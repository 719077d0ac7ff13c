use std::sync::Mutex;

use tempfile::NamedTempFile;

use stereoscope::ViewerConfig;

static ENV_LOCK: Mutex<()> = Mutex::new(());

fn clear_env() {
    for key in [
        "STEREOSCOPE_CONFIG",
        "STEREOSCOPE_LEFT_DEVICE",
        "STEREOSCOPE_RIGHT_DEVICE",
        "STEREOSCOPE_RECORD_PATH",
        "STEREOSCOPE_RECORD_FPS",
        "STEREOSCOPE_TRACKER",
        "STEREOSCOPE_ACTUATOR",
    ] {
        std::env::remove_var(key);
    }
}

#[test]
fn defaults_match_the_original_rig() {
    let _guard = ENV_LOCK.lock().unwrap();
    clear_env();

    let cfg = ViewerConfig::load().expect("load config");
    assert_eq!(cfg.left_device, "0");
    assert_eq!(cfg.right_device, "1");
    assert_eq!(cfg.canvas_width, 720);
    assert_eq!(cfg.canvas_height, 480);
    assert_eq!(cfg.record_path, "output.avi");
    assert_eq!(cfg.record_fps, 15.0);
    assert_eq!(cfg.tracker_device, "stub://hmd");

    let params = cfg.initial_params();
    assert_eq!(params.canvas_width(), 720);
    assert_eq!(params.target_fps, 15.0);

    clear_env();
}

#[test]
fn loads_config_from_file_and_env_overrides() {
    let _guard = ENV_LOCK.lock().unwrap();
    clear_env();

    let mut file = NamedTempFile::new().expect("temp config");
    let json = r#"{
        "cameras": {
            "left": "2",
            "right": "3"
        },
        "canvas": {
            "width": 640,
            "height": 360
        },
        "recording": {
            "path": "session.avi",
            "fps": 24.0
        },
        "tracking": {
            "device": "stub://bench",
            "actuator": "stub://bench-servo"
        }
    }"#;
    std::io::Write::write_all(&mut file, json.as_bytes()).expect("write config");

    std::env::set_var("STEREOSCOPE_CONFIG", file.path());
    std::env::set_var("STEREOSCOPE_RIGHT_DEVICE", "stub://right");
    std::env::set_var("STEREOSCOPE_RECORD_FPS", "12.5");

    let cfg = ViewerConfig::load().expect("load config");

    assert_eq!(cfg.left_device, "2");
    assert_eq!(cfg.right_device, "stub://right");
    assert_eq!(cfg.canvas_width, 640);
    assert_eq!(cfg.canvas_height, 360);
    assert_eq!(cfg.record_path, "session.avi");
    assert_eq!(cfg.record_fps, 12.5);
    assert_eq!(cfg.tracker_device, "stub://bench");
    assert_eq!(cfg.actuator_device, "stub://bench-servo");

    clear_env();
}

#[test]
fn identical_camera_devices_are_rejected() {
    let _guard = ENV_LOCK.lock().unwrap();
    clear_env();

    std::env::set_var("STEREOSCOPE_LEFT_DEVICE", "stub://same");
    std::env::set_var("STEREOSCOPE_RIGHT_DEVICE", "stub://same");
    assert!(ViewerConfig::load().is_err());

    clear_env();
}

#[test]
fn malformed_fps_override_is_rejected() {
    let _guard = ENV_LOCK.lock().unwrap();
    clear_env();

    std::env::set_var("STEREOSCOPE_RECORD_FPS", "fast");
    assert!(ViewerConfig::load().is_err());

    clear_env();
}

* * * * *

**Description of the task**: In the answer, each line of the data must appear exactly as written.

**Your response**:
repository 719077d0ac7ff13c
use std::sync::Mutex;

use tempfile::NamedTempFile;

use stereoscope::ViewerConfig;

static ENV_LOCK: Mutex<()> = Mutex::new(());

fn clear_env() {
    for key in [
        "STEREOSCOPE_CONFIG",
        "STEREOSCOPE_LEFT_DEVICE",
        "STEREOSCOPE_RIGHT_DEVICE",
        "STEREOSCOPE_RECORD_PATH",
        "STEREOSCOPE_RECORD_FPS",
        "STEREOSCOPE_TRACKER",
        "STEREOSCOPE_ACTUATOR",
    ] {
        std::env::remove_var(key);
    }
}

#[test]
fn defaults_match_the_original_rig() {
    let _guard = ENV_LOCK.lock().unwrap();
    clear_env();

    let cfg = ViewerConfig::load().expect("load config");
    assert_eq!(cfg.left_device, "0");
    assert_eq!(cfg.right_device, "1");
    assert_eq!(cfg.canvas_width, 720);
    assert_eq!(cfg.canvas_height, 480);
    assert_eq!(cfg.record_path, "output.avi");
    assert_eq!(cfg.record_fps, 15.0);
    assert_eq!(cfg.tracker_device, "stub://hmd");

    let params = cfg.initial_params();
    assert_eq!(params.canvas_width(), 720);
    assert_eq!(params.target_fps, 15.0);

    clear_env();
}

#[test]
fn loads_config_from_file_and_env_overrides() {
    let _guard = ENV_LOCK.lock().unwrap();
    clear_env();

    let mut file = NamedTempFile::new().expect("temp config");
    let json = r#"{
        "cameras": {
            "left": "2",
            "right": "3"
        },
        "canvas": {
            "width": 640,
            "height": 360
        },
        "recording": {
            "path": "session.avi",
            "fps": 24.0
        },
        "tracking": {
            "device": "stub://bench",
            "actuator": "stub://bench-servo"
        }
    }"#;
    std::io::Write::write_all(&mut file, json.as_bytes()).expect("write config");

    std::env::set_var("STEREOSCOPE_CONFIG", file.path());
    std::env::set_var("STEREOSCOPE_RIGHT_DEVICE", "stub://right");
    std::env::set_var("STEREOSCOPE_RECORD_FPS", "12.5");

    let cfg = ViewerConfig::load().expect("load config");

    assert_eq!(cfg.left_device, "2");
    assert_eq!(cfg.right_device, "stub://right");
    assert_eq!(cfg.canvas_width, 640);
    assert_eq!(cfg.canvas_height, 360);
    assert_eq!(cfg.record_path, "session.avi");
    assert_eq!(cfg.record_fps, 12.5);
    assert_eq!(cfg.tracker_device, "stub://bench");
    assert_eq!(cfg.actuator_device, "stub://bench-servo");

    clear_env();
}

#[test]
fn identical_camera_devices_are_rejected() {
    let _guard = ENV_LOCK.lock().unwrap();
    clear_env();

    std::env::set_var("STEREOSCOPE_LEFT_DEVICE", "stub://same");
    std::env::set_var("STEREOSCOPE_RIGHT_DEVICE", "stub://same");
    assert!(ViewerConfig::load().is_err());

    clear_env();
}

#[test]
fn malformed_fps_override_is_rejected() {
    let _guard = ENV_LOCK.lock().unwrap();
    clear_env();

    std::env::set_var("STEREOSCOPE_RECORD_FPS", "fast");
    assert!(ViewerConfig::load().is_err());

    clear_env();
}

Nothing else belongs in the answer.